Plus, no one’s free speech is actually stripped from them if a private service like Twitter decides you can’t use their servers to aim targeted harassment at a woman simply because you want to silence her. (“Free speech” proponents sure do like silencing, don’t they?) In a follow-up post, Sullivan back-tracked a bit, saying, “I actively support suspending abusive, stalking tweeters or those threatening violence.”

Of course, that’s everyone whom WAM! is monitoring. So to salvage his ridiculous attack on the organization, he insisted that the people getting suspended are not abusive, but “non-harassing tweeters” merely saying “politically incorrect things”. As examples of such upstanding conservative citizens, he cited Breitbart Associate Editor Milo Yiannopoulos, A Voice for Men Social Media Director Janet Bloomfield, and a man that goes by the handle “Thunderf00t.”
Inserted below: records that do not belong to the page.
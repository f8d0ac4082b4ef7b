// tests for provider setup; the live call only runs with --features live-ai

use healthwise::{Ai, Provider};

#[test]
fn test_default_provider() {
    assert_eq!(Provider::default(), Provider::Gemini);
}

#[test]
fn test_provider_metadata() {
    assert_eq!(Provider::Gemini.default_model(), "gemini-2.0-flash");
    assert_eq!(Provider::Claude.default_model(), "claude-sonnet-4-20250514");
    assert!(Provider::Gemini.key_vars().contains(&"GEMINI_API_KEY"));
    assert!(Provider::Claude.key_vars().contains(&"ANTHROPIC_API_KEY"));

    for (i, provider) in Provider::ALL.iter().enumerate() {
        assert_eq!(provider.index(), i);
    }
}

#[test]
fn test_explicit_key_and_model() {
    let ai = Ai::new(Provider::Claude, Some("sk-test".to_string()), None).unwrap();
    assert_eq!(ai.provider(), Provider::Claude);
    assert_eq!(ai.model(), "claude-sonnet-4-20250514");

    let ai = Ai::new(
        Provider::Gemini,
        Some("key".to_string()),
        Some("gemini-1.5-pro".to_string()),
    )
    .unwrap();
    assert_eq!(ai.model(), "gemini-1.5-pro");
}

#[cfg(feature = "live-ai")]
#[tokio::test]
async fn test_live_diagnosis() {
    use healthwise::{Classifier, Diagnoser, SymptomReport};

    dotenvy::dotenv().ok();
    let ai = Ai::new(Provider::Gemini, None, None).expect("set GEMINI_API_KEY for live tests");
    let diagnoser = Diagnoser::new(Classifier::medical().unwrap(), ai);

    let report = SymptomReport::new("runny nose, sneezing and a mild sore throat", None);
    let result = diagnoser.diagnose(&report).await.unwrap();
    assert!(!result.diagnoses.is_empty());
}
// event handling

use crossterm::event::{self, Event, KeyCode, KeyEvent, KeyEventKind, KeyModifiers};
use std::time::Duration;

use crate::core::{Provider, SymptomReport};
use crate::tui::app::{App, Mode, Popup};

pub enum Action {
    None,
    Quit,
    Submit(SymptomReport),
    CopyResult,
    ExportResult,
    SetupComplete { provider: Provider, api_key: String },
}

pub fn poll_event(timeout: Duration) -> std::io::Result<Option<Event>> {
    if event::poll(timeout)? {
        Ok(Some(event::read()?))
    } else {
        Ok(None)
    }
}

pub fn handle_event(app: &mut App, event: Event) -> Action {
    match event {
        // windows reports releases too
        Event::Key(key) if key.kind != KeyEventKind::Release => handle_key(app, key),
        Event::Paste(text) => {
            app.edit(|input| text.chars().for_each(|c| input.insert(c)));
            Action::None
        }
        _ => Action::None,
    }
}

fn handle_key(app: &mut App, key: KeyEvent) -> Action {
    if key.code == KeyCode::Char('c') && key.modifiers.contains(KeyModifiers::CONTROL) {
        return Action::Quit;
    }

    match app.popup {
        Popup::Themes => return handle_theme_popup(app, key),
        Popup::SetupProvider => return handle_provider_popup(app, key),
        Popup::SetupApiKey => return handle_api_key_popup(app, key),
        Popup::None => {}
    }

    match app.mode {
        Mode::Normal => handle_normal_key(app, key),
        Mode::Insert => handle_insert_key(app, key),
    }
}

fn handle_theme_popup(app: &mut App, key: KeyEvent) -> Action {
    match key.code {
        KeyCode::Esc | KeyCode::Char('q') => app.close_popup(),
        KeyCode::Char('j') | KeyCode::Down => app.theme_scroll_down(),
        KeyCode::Char('k') | KeyCode::Up => app.theme_scroll_up(),
        KeyCode::Enter => app.select_theme(),
        _ => {}
    }
    Action::None
}

fn handle_provider_popup(app: &mut App, key: KeyEvent) -> Action {
    match key.code {
        KeyCode::Esc | KeyCode::Char('q') => return Action::Quit,
        KeyCode::Char('j') | KeyCode::Down => app.setup_provider_down(),
        KeyCode::Char('k') | KeyCode::Up => app.setup_provider_up(),
        KeyCode::Enter => app.setup_provider_select(),
        _ => {}
    }
    Action::None
}

fn handle_api_key_popup(app: &mut App, key: KeyEvent) -> Action {
    if key.modifiers.contains(KeyModifiers::CONTROL) {
        match key.code {
            KeyCode::Char('a') => app.edit(|i| i.start()),
            KeyCode::Char('e') => app.edit(|i| i.end()),
            KeyCode::Char('u') => app.edit(|i| i.clear()),
            _ => {}
        }
        return Action::None;
    }

    match key.code {
        // back to provider choice
        KeyCode::Esc => app.popup = Popup::SetupProvider,
        KeyCode::Enter => {
            if let Some((provider, api_key)) = app.setup_api_key_submit() {
                return Action::SetupComplete { provider, api_key };
            }
        }
        _ => edit_key(app, key.code),
    }
    Action::None
}

fn handle_normal_key(app: &mut App, key: KeyEvent) -> Action {
    let ctrl = key.modifiers.contains(KeyModifiers::CONTROL);

    match key.code {
        KeyCode::Char('q') => return Action::Quit,

        // enter insert mode
        KeyCode::Char('i') => app.enter_insert(),
        KeyCode::Char('a') | KeyCode::Char('A') => {
            app.enter_insert();
            app.edit(|i| i.end());
        }
        KeyCode::Char('I') => {
            app.enter_insert();
            app.edit(|i| i.start());
        }

        KeyCode::Tab => app.cycle_panel(),
        KeyCode::Char('t') => app.open_theme_popup(),

        KeyCode::Char('y') => return Action::CopyResult,
        KeyCode::Char('x') => return Action::ExportResult,

        // recall earlier reports
        KeyCode::Char('p') if ctrl => app.recall_prev(),
        KeyCode::Char('n') if ctrl => app.recall_next(),

        KeyCode::Char('j') | KeyCode::Down => app.scroll_down(),
        KeyCode::Char('k') | KeyCode::Up => app.scroll_up(),

        KeyCode::Enter => {
            if let Some(report) = app.submit() {
                return Action::Submit(report);
            }
        }

        _ => {}
    }
    Action::None
}

fn handle_insert_key(app: &mut App, key: KeyEvent) -> Action {
    if key.modifiers.contains(KeyModifiers::CONTROL) {
        match key.code {
            KeyCode::Char('a') => app.edit(|i| i.start()),
            KeyCode::Char('e') => app.edit(|i| i.end()),
            KeyCode::Char('u') => app.edit(|i| i.clear()),
            KeyCode::Char('p') => app.recall_prev(),
            KeyCode::Char('n') => app.recall_next(),
            // ctrl+enter for newline
            KeyCode::Enter => app.edit(|i| i.insert('\n')),
            _ => {}
        }
        return Action::None;
    }

    // shift+enter for newline
    if key.modifiers.contains(KeyModifiers::SHIFT) && key.code == KeyCode::Enter {
        app.edit(|i| i.insert('\n'));
        return Action::None;
    }

    match key.code {
        KeyCode::Esc => app.exit_insert(),
        // tab moves between the two fields while typing
        KeyCode::Tab => app.cycle_form_field(),
        KeyCode::Enter => {
            app.exit_insert();
            if let Some(report) = app.submit() {
                return Action::Submit(report);
            }
        }
        code => edit_key(app, code),
    }
    Action::None
}

// plain text editing shared by the form fields and the api key popup
fn edit_key(app: &mut App, code: KeyCode) {
    match code {
        KeyCode::Char(c) => app.edit(|i| i.insert(c)),
        KeyCode::Backspace => app.edit(|i| i.delete_back()),
        KeyCode::Delete => app.edit(|i| i.delete_forward()),
        KeyCode::Left => app.edit(|i| i.left()),
        KeyCode::Right => app.edit(|i| i.right()),
        KeyCode::Home => app.edit(|i| i.start()),
        KeyCode::End => app.edit(|i| i.end()),
        _ => {}
    }
}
If that’s the best that Sullivan can do, then this conversation really is over. Even within his post, he admitted that Yiannopoulos harasses people by calling them “spineless, hypocritical queers”; at one woman, he yelled, “You get your tits out for a living.” Sullivan excuses this by pointing out that Yiannopoulos apologized to one of them, but ignoring the pattern of behavior Yiannopoulos has displayed shows that Sullivan is very much not supporting the suspension of “abusive, stalking tweeters.”

His other examples of supposedly unfairly punished people are even more ridiculous. Janet Bloomfield has a habit of making up fake quotes from feminists and tweeting them like they’re real, mostly to encourage her followers to overwhelm feminist Twitter feeds with abuse. Anyone who has encountered the man who calls himself Thunderf00t online can strongly attest that his obsession with certain feminists goes well over the “stalking” line and that he has a history of doing things like doxxing confidential information. These are the people that Sullivan is defending, which says a lot about his argument.
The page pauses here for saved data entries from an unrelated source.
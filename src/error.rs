use miette::Diagnostic;
use thiserror::Error;

use crate::core::{ParseError, Provider};

#[derive(Error, Diagnostic, Debug)]
pub enum Error {
    #[error("AI provider error: {0}")]
    Provider(String),

    #[error("Missing API key. Set one of: {}", .0.key_vars().join(", "))]
    MissingApiKey(Provider),

    #[error("HTTP error: {0}")]
    Http(#[from] reqwest::Error),

    #[error("JSON error: {0}")]
    Json(#[from] serde_json::Error),

    #[error("Invalid classifier pattern: {0}")]
    Pattern(#[from] regex::Error),

    #[error("Server error: {0}")]
    Server(String),
}

// why a symptom report did not produce a diagnosis
#[derive(Error, Diagnostic, Debug)]
pub enum Rejection {
    #[error("{0}")]
    InvalidInput(String),

    #[error(
        "This service is only for medical symptoms and health-related queries. \
         Please provide valid medical symptoms or health concerns."
    )]
    OutOfScope,

    #[error("Failed to parse cleaned AI response.")]
    UpstreamParseFailure(#[source] ParseError),

    #[error("Something went wrong.")]
    UpstreamUnavailable(String),
}

impl Rejection {
    /// Stable name sent to clients next to the message.
    pub fn category(&self) -> &'static str {
        match self {
            Self::InvalidInput(_) => "invalid_input",
            Self::OutOfScope => "out_of_scope",
            Self::UpstreamParseFailure(_) => "upstream_parse_failure",
            Self::UpstreamUnavailable(_) => "upstream_unavailable",
        }
    }

    /// The user can fix these by changing what they typed.
    pub fn is_user_correctable(&self) -> bool {
        matches!(self, Self::InvalidInput(_) | Self::OutOfScope)
    }

    // longer text for places that can show it (tui, cli), never sent over http
    pub fn detail(&self) -> String {
        match self {
            Self::UpstreamParseFailure(e) => e.to_string(),
            Self::UpstreamUnavailable(cause) => format!("AI provider unavailable: {cause}"),
            other => other.to_string(),
        }
    }
}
Most feminists are not afraid of people who make sexist arguments straightforwardly and without harassment. (I did not hesitate, for instance, to read and respond to Sullivan’s posts, which are silly but definitely not harassment.) In fact, most are confident that feminist ideas will eventually win on a level playing field. The only people here trying to silence dissent are anti-feminists, who are so afraid of our arguments that they try to abuse women online into silence. The anti-feminist GamerGaters Sullivan loves so much are so dismayed by opposing arguments that they have started email campaigns to get income pulled from sites that publish feminist opinions. That’s what censorship looks like.